Dopo l’arresto a Dongo e il trasferimento temporaneo a Germasino, all’una di notte del 28 aprile Mussolini viene ricongiunto a Claretta Petacci e insieme vengono caricati su un’auto in direzione di Como.
Non arriveranno mai nel capoluogo lariano: dopo il fallimento del tentativo di trasportare i due prigionieri in barca da Moltrasio a Blevio, i partigiani che li scortavano decisero di tornare indietro, verso Mezzegra. Lì infatti, nella frazione di Bonzanigo, abitava una coppia, amici del Capitano Neri (Capo di Stato Maggiore della 52° Brigata Garibaldi) che sapeva erano persone fidate.

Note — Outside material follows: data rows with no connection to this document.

//! Session configuration.

use crate::identity::UserId;
use crate::position::{FilePositionStore, MemoryPositionStore, PositionStore};
use crate::session::DEFAULT_SETTLE_DELAY;
use std::env;
use std::path::PathBuf;
use std::time::Duration;
use storybot::DEFAULT_BASE_URL;
use tracing::warn;

/// Configuration for creating a story session.
#[derive(Debug, Clone)]
pub struct StoryConfig {
    /// Backend host, also the base for relative media paths.
    pub base_url: String,

    /// Explicit user id, bypassing the host's init data.
    pub user_id: Option<String>,

    /// Raw mini-app init-data query string.
    pub init_data: Option<String>,

    /// Launch URL query string; its `user_id` parameter is an identity source.
    pub query: Option<String>,

    /// Delay between accepting a step and committing it.
    pub settle_delay: Duration,

    /// Position file; `None` keeps the position in memory only.
    pub position_path: Option<PathBuf>,
}

impl Default for StoryConfig {
    fn default() -> Self {
        Self {
            base_url: DEFAULT_BASE_URL.to_string(),
            user_id: None,
            init_data: None,
            query: None,
            settle_delay: DEFAULT_SETTLE_DELAY,
            position_path: None,
        }
    }
}

impl StoryConfig {
    pub fn new() -> Self {
        Self::default()
    }

    /// Read `.env` and the `STORY*` environment variables over the defaults.
    pub fn from_env() -> Self {
        let _ = dotenvy::dotenv();
        let mut config = Self::default();

        if let Some(url) = non_empty_var("STORYBOT_BASE_URL") {
            config.base_url = url;
        }
        config.user_id = non_empty_var("STORY_USER_ID");
        config.init_data = non_empty_var("STORY_INIT_DATA");
        config.query = non_empty_var("STORY_QUERY");
        config.position_path = non_empty_var("STORY_POSITION_FILE").map(PathBuf::from);

        if let Some(raw) = non_empty_var("STORY_SETTLE_MS") {
            match raw.trim().parse::<u64>() {
                Ok(ms) => config.settle_delay = Duration::from_millis(ms),
                Err(_) => warn!(value = %raw, "ignoring invalid STORY_SETTLE_MS"),
            }
        }

        config
    }

    /// Set the backend host.
    pub fn with_base_url(mut self, url: impl Into<String>) -> Self {
        self.base_url = url.into();
        self
    }

    /// Set an explicit user id.
    pub fn with_user_id(mut self, user_id: impl Into<String>) -> Self {
        self.user_id = Some(user_id.into());
        self
    }

    /// Set the mini-app init data.
    pub fn with_init_data(mut self, init_data: impl Into<String>) -> Self {
        self.init_data = Some(init_data.into());
        self
    }

    /// Set the launch URL query string.
    pub fn with_query(mut self, query: impl Into<String>) -> Self {
        self.query = Some(query.into());
        self
    }

    /// Set the settle delay.
    pub fn with_settle_delay(mut self, delay: Duration) -> Self {
        self.settle_delay = delay;
        self
    }

    /// Persist the position to a file.
    pub fn with_position_file(mut self, path: impl Into<PathBuf>) -> Self {
        self.position_path = Some(path.into());
        self
    }

    /// The effective user: init data, then the launch query, then the explicit id.
    pub fn identity(&self) -> Option<UserId> {
        UserId::resolve(self.init_data.as_deref(), self.query.as_deref())
            .or_else(|| self.user_id.as_deref().and_then(UserId::parse))
    }

    /// The position store this configuration asks for.
    pub fn position_store(&self) -> Box<dyn PositionStore> {
        match &self.position_path {
            Some(path) => Box::new(FilePositionStore::new(path)),
            None => Box::new(MemoryPositionStore::new()),
        }
    }
}

fn non_empty_var(key: &str) -> Option<String> {
    env::var(key).ok().filter(|v| !v.trim().is_empty())
}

Erano Giovanni e Lia De Maria, alla cui porta bussarono i partigiani, chiedendo ospitalità per la notte per i due prigionieri. I coniugi De Maria acconsentirono e a Mussolini e alla Petacci venne offerta una camera per riposare.
Nel pomeriggio del 28 aprile, a Mezzegra giunge Walter Audisio “Colonnello Valerio”: con altri partigiani sollecita Mussolini e la Petacci a lasciare rapidamente l’abitazione dei De Maria. I due prigionieri vengono così condotti sul luogo dell’esecuzione: in una strada stretta e riparata, davanti al cancello di Villa Belmonte a Giulino di Mezzegra.
“Valerio” pronuncia la condanna: <<Per ordine del Comando Generale del CVL sono incaricato di rendere giustizia al popolo italiano>> e alle h. 16.10 Mussolini e la Petacci vengono fucilati.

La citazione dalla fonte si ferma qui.